In the West, we’ve always thought of Tahiti as a hot spot, populated by bronzed beauties. And now it turns out to be true, though maybe not in the way you were thinking. Here’s the news, from ScienceDaily:

A bronzed Tahitian beauty named Mecyclothorax ramagei. (Photo: James K. Liebherr)
Picturesque Tahiti may be the hottest spot for evolution on the planet. A recent biological survey of tiny predatory beetles has found that over 100 closely related species evolved on the island in about 1.5 million years. Given Tahiti’s small area, slightly more than 1000 square kilometers, this adaptive radiation is the geographically densest species assemblage in the world.
The predatory beetles range in size from 3-8 mm long, and have evolutionarily lost their flight wings, making them homebodies living in small patches of mountain forest.
“It is exhilarating working with such a fauna, says James Liebherr of Cornell University, author of a new report in the journal Zookeys, “because every new locality or ecological situation has the high probability of supporting a species nobody has seen before.”

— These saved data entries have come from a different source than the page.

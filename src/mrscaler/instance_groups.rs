// This file is part of the terraform-provider-spotinst project
//
// Copyright (C) The terraform-provider-spotinst Authors, 2026.
//
// Licensed under the Apache License, Version 2.0 (the "License")
// you may not use this file except in compliance with the License.
// You may obtain a copy of the License at
//
//     http://www.apache.org/licenses/LICENSE-2.0
//
// Unless required by applicable law or agreed to in writing, software
// distributed under the License is distributed on an "AS IS" BASIS,
// WITHOUT WARRANTIES OR CONDITIONS OF ANY KIND, either express or implied.
// See the License for the specific language governing permissions and
// limitations under the License.

//! Master, core and task instance groups of the cluster
//!
//! Only the capacities of the core and task groups can be changed in place.

use anyhow::Result;
use tf_provider::schema::{AttributeType, Block, NestedBlock};
use tf_provider::value::{Value, ValueBool, ValueList};

use crate::client::mrscaler::{
    EbsBlockDeviceConfig, EbsConfiguration, InstanceGroup, InstanceGroupCapacity, Scaler,
    VolumeSpecification,
};
use crate::fields::{nested, optional, required, string_list, Fields};
use crate::utils::{non_empty_owned, optional_string, string_list as collect_strings, to_string_list};

use super::state::{EbsBlockDeviceState, ScalerState};

pub const LIFECYCLES: [&str; 2] = ["SPOT", "ON_DEMAND"];

/// Instance types, lifecycle and EBS settings of one instance group
macro_rules! instance_group_fields {
    ($fields:ident, $group:literal, $types:ident, $lifecycle:ident, $ebs_optimized:ident, $ebs_block_device:ident, $get:ident, $get_mut:ident) => {
        $fields
            .attribute(
                stringify!($types),
                required(string_list(), concat!("Instance types of the ", $group, " group")),
                |scaler, state| {
                    state.$types = read_instance_types($get(scaler));
                    Ok(())
                },
                |state, scaler| {
                    if let Some(types) = collect_strings(&state.$types) {
                        $get_mut(scaler).instance_types = Some(types);
                    }
                    Ok(())
                },
                None,
            )
            .attribute(
                stringify!($lifecycle),
                required(
                    AttributeType::String,
                    concat!("Lifecycle of the ", $group, " instances: SPOT or ON_DEMAND"),
                ),
                |scaler, state| {
                    state.$lifecycle = optional_string($get(scaler).and_then(|g| g.life_cycle.clone()));
                    Ok(())
                },
                |state, scaler| {
                    if let Some(lifecycle) = non_empty_owned(&state.$lifecycle) {
                        $get_mut(scaler).life_cycle = Some(lifecycle);
                    }
                    Ok(())
                },
                None,
            )
            .attribute(
                stringify!($ebs_optimized),
                optional(
                    AttributeType::Bool,
                    concat!("Launch EBS optimized ", $group, " instances"),
                ),
                |scaler, state| {
                    state.$ebs_optimized = read_ebs_optimized($get(scaler));
                    Ok(())
                },
                |state, scaler| {
                    if let Some(ebs_optimized) = state.$ebs_optimized.as_ref_option() {
                        ebs_configuration($get_mut(scaler)).ebs_optimized = Some(*ebs_optimized);
                    }
                    Ok(())
                },
                None,
            )
            .block(
                stringify!($ebs_block_device),
                NestedBlock::List(ebs_block_device_schema($group)),
                |scaler, state| {
                    state.$ebs_block_device = read_ebs_block_devices($get(scaler));
                    Ok(())
                },
                |state, scaler| {
                    if let Some(devices) = write_ebs_block_devices(&state.$ebs_block_device) {
                        ebs_configuration($get_mut(scaler)).ebs_block_device_configs = Some(devices);
                    }
                    Ok(())
                },
                None,
            )
    };
}

pub fn fields() -> Fields<ScalerState, Scaler> {
    let mut fields = Fields::<ScalerState, Scaler>::new("mrscaler");

    instance_group_fields!(
        fields,
        "master",
        master_instance_types,
        master_lifecycle,
        master_ebs_optimized,
        master_ebs_block_device,
        master,
        master_mut
    )
    .attribute(
        "master_target",
        optional(AttributeType::Number, "Number of master instances"),
        |scaler, state| {
            state.master_target = master(scaler).and_then(|g| g.target).into();
            Ok(())
        },
        |state, scaler| {
            if let Some(target) = state.master_target.as_ref_option() {
                master_mut(scaler).target = Some(*target);
            }
            Ok(())
        },
        None,
    );

    instance_group_fields!(
        fields,
        "core",
        core_instance_types,
        core_lifecycle,
        core_ebs_optimized,
        core_ebs_block_device,
        core,
        core_mut
    )
    .attribute(
        "core_min_size",
        optional(AttributeType::Number, "Minimal number of core instances"),
        |scaler, state| {
            state.core_min_size = capacity(core(scaler)).and_then(|c| c.minimum).into();
            Ok(())
        },
        write_core_min_size,
        Some(write_core_min_size),
    )
    .attribute(
        "core_max_size",
        optional(AttributeType::Number, "Maximal number of core instances"),
        |scaler, state| {
            state.core_max_size = capacity(core(scaler)).and_then(|c| c.maximum).into();
            Ok(())
        },
        write_core_max_size,
        Some(write_core_max_size),
    )
    .attribute(
        "core_desired_capacity",
        optional(AttributeType::Number, "Desired number of core instances"),
        |scaler, state| {
            state.core_desired_capacity = capacity(core(scaler)).and_then(|c| c.target).into();
            Ok(())
        },
        write_core_desired_capacity,
        Some(write_core_desired_capacity),
    );

    instance_group_fields!(
        fields,
        "task",
        task_instance_types,
        task_lifecycle,
        task_ebs_optimized,
        task_ebs_block_device,
        task,
        task_mut
    )
    .attribute(
        "task_min_size",
        optional(AttributeType::Number, "Minimal number of task instances"),
        |scaler, state| {
            state.task_min_size = capacity(task(scaler)).and_then(|c| c.minimum).into();
            Ok(())
        },
        write_task_min_size,
        Some(write_task_min_size),
    )
    .attribute(
        "task_max_size",
        optional(AttributeType::Number, "Maximal number of task instances"),
        |scaler, state| {
            state.task_max_size = capacity(task(scaler)).and_then(|c| c.maximum).into();
            Ok(())
        },
        write_task_max_size,
        Some(write_task_max_size),
    )
    .attribute(
        "task_desired_capacity",
        optional(AttributeType::Number, "Desired number of task instances"),
        |scaler, state| {
            state.task_desired_capacity = capacity(task(scaler)).and_then(|c| c.target).into();
            Ok(())
        },
        write_task_desired_capacity,
        Some(write_task_desired_capacity),
    );

    fields
}

fn master(scaler: &Scaler) -> Option<&InstanceGroup> {
    scaler.instance_groups()?.master_group.as_ref()
}

fn core(scaler: &Scaler) -> Option<&InstanceGroup> {
    scaler.instance_groups()?.core_group.as_ref()
}

fn task(scaler: &Scaler) -> Option<&InstanceGroup> {
    scaler.instance_groups()?.task_group.as_ref()
}

fn master_mut(scaler: &mut Scaler) -> &mut InstanceGroup {
    scaler
        .instance_groups_mut()
        .master_group
        .get_or_insert_with(Default::default)
}

fn core_mut(scaler: &mut Scaler) -> &mut InstanceGroup {
    scaler
        .instance_groups_mut()
        .core_group
        .get_or_insert_with(Default::default)
}

fn task_mut(scaler: &mut Scaler) -> &mut InstanceGroup {
    scaler
        .instance_groups_mut()
        .task_group
        .get_or_insert_with(Default::default)
}

fn capacity(group: Option<&InstanceGroup>) -> Option<&InstanceGroupCapacity> {
    group?.capacity.as_ref()
}

fn capacity_mut(group: &mut InstanceGroup) -> &mut InstanceGroupCapacity {
    group.capacity.get_or_insert_with(Default::default)
}

fn ebs_configuration(group: &mut InstanceGroup) -> &mut EbsConfiguration {
    group.ebs_configuration.get_or_insert_with(Default::default)
}

fn ebs_block_device_schema(group: &str) -> Block {
    nested(
        &format!("EBS volumes attached to the {group} instances"),
        vec![
            (
                "volumes_per_instance",
                optional(AttributeType::Number, "Number of volumes per instance"),
            ),
            (
                "volume_type",
                required(AttributeType::String, "Volume type: gp2, io1 or standard"),
            ),
            (
                "size_in_gb",
                required(AttributeType::Number, "Size of each volume in GiB"),
            ),
            (
                "iops",
                optional(AttributeType::Number, "Provisioned IOPS (io1 volumes)"),
            ),
        ],
    )
}

fn read_instance_types(group: Option<&InstanceGroup>) -> ValueList<Value<String>> {
    match group.and_then(|g| g.instance_types.clone()) {
        Some(types) if !types.is_empty() => to_string_list(types),
        _ => Value::Null,
    }
}

fn read_ebs_optimized(group: Option<&InstanceGroup>) -> ValueBool {
    group
        .and_then(|g| g.ebs_configuration.as_ref())
        .and_then(|ebs| ebs.ebs_optimized)
        .into()
}

fn read_ebs_block_devices(group: Option<&InstanceGroup>) -> ValueList<Value<EbsBlockDeviceState>> {
    let devices = group
        .and_then(|g| g.ebs_configuration.as_ref())
        .and_then(|ebs| ebs.ebs_block_device_configs.as_ref())
        .filter(|devices| !devices.is_empty());
    let Some(devices) = devices else {
        return Value::Null;
    };
    Value::Value(
        devices
            .iter()
            .map(|device| {
                let volume = device.volume_specification.clone().unwrap_or_default();
                Value::Value(EbsBlockDeviceState {
                    volumes_per_instance: device.volumes_per_instance.into(),
                    volume_type: optional_string(volume.volume_type),
                    size_in_gb: volume.size_in_gb.into(),
                    iops: volume.iops.into(),
                })
            })
            .collect(),
    )
}

fn write_ebs_block_devices(
    devices: &ValueList<Value<EbsBlockDeviceState>>,
) -> Option<Vec<EbsBlockDeviceConfig>> {
    let devices = devices.as_ref_option()?;
    Some(
        devices
            .iter()
            .flatten()
            .map(|device| EbsBlockDeviceConfig {
                volumes_per_instance: device.volumes_per_instance.as_ref_option().copied(),
                volume_specification: Some(VolumeSpecification {
                    volume_type: non_empty_owned(&device.volume_type),
                    size_in_gb: device.size_in_gb.as_ref_option().copied(),
                    iops: device.iops.as_ref_option().copied(),
                }),
            })
            .collect(),
    )
}

fn write_core_min_size(state: &ScalerState, scaler: &mut Scaler) -> Result<()> {
    if let Some(minimum) = state.core_min_size.as_ref_option() {
        capacity_mut(core_mut(scaler)).minimum = Some(*minimum);
    }
    Ok(())
}

fn write_core_max_size(state: &ScalerState, scaler: &mut Scaler) -> Result<()> {
    if let Some(maximum) = state.core_max_size.as_ref_option() {
        capacity_mut(core_mut(scaler)).maximum = Some(*maximum);
    }
    Ok(())
}

fn write_core_desired_capacity(state: &ScalerState, scaler: &mut Scaler) -> Result<()> {
    if let Some(target) = state.core_desired_capacity.as_ref_option() {
        capacity_mut(core_mut(scaler)).target = Some(*target);
    }
    Ok(())
}

fn write_task_min_size(state: &ScalerState, scaler: &mut Scaler) -> Result<()> {
    if let Some(minimum) = state.task_min_size.as_ref_option() {
        capacity_mut(task_mut(scaler)).minimum = Some(*minimum);
    }
    Ok(())
}

fn write_task_max_size(state: &ScalerState, scaler: &mut Scaler) -> Result<()> {
    if let Some(maximum) = state.task_max_size.as_ref_option() {
        capacity_mut(task_mut(scaler)).maximum = Some(*maximum);
    }
    Ok(())
}

fn write_task_desired_capacity(state: &ScalerState, scaler: &mut Scaler) -> Result<()> {
    if let Some(target) = state.task_desired_capacity.as_ref_option() {
        capacity_mut(task_mut(scaler)).target = Some(*target);
    }
    Ok(())
}
// This file is part of the terraform-provider-spotinst project
//
// Copyright (C) The terraform-provider-spotinst Authors, 2026.
//
// Licensed under the Apache License, Version 2.0 (the "License")
// you may not use this file except in compliance with the License.
// You may obtain a copy of the License at
//
//     http://www.apache.org/licenses/LICENSE-2.0
//
// Unless required by applicable law or agreed to in writing, software
// distributed under the License is distributed on an "AS IS" BASIS,
// WITHOUT WARRANTIES OR CONDITIONS OF ANY KIND, either express or implied.
// See the License for the specific language governing permissions and
// limitations under the License.

use thiserror::Error;

use super::common::ErrorItem;

#[derive(Debug, Error)]
pub enum ApiError {
    #[error("HTTP request failed: {0}")]
    Request(#[from] reqwest::Error),

    #[error("Spotinst API returned HTTP {status}: {message}")]
    Api {
        status: u16,
        message: String,
        errors: Vec<ErrorItem>,
    },

    #[error("{0} does not exist")]
    NotFound(String),

    #[error("Authentication failed, check the Spotinst token")]
    Unauthorized,

    #[error("Failed to parse response: {0}")]
    Parse(String),
}

impl ApiError {
    /// The requested object does not exist (anymore)
    ///
    /// Spotinst reports some missing objects with a 400 and an error code such as
    /// `GROUP_DOESNT_EXIST` instead of a 404.
    pub fn is_not_found(&self) -> bool {
        match self {
            ApiError::NotFound(_) => true,
            ApiError::Api { errors, .. } => errors.iter().any(|err| {
                let code = err.code.to_ascii_uppercase();
                code.contains("DOESNT_EXIST") || code.contains("NOT_FOUND")
            }),
            _ => false,
        }
    }

    /// A timed out request may have reached the API, so it is only sent again when idempotent
    pub(crate) fn is_retryable(&self, idempotent: bool) -> bool {
        match self {
            ApiError::Request(err) => err.is_connect() || (idempotent && err.is_timeout()),
            ApiError::Api { status, .. } => *status == 429 || *status >= 500,
            _ => false,
        }
    }
}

These beetles have diversified by speciating as fast as any animals worldwide, with each species estimated to last only 300,000 years before splitting into daughter species. Tahiti’s geological history has much to do with this evolutionary rate, as these beetles prefer to live in rain forests on high mountains. Their mountain territitories tend to become isolated through the same extensive erosion that has produced the broad, low-elevation river valleys so characteristic of the island. Yet some closely related species live on the same mountain ridge, just at different elevations or in different types of habitat.
This level of specialization is what characterizes an adaptive radiation, where species exist within narrow ecological or geographic boundaries that mainland species would simply ignore or fly over.
Yet this exuberant evolution may face a dark future, as invasive species from the mainland threaten the highly specialized island species. Predatory ants, such as the little fire ant, have invaded Tahiti, and have been recorded from some localities where native beetle species were collected by French entomologists in the 1970s.
“Now that the 101 species of small predatory beetles currently known from Tahiti can be identified, field sampling can be used to evaluate their conservation status relative to alien threats,” says Liebherr.
Finally, Liebherr offers one piece of travel advice that I have always endeavored to follow: Go, my son, but go pest-free. No, seriously:
“Everybody who makes landfall on Tahiti, either by air or sea, should endeavor to disembark pest free so as to protect the many denizens of the mountain forests who make the native ecosystems work.”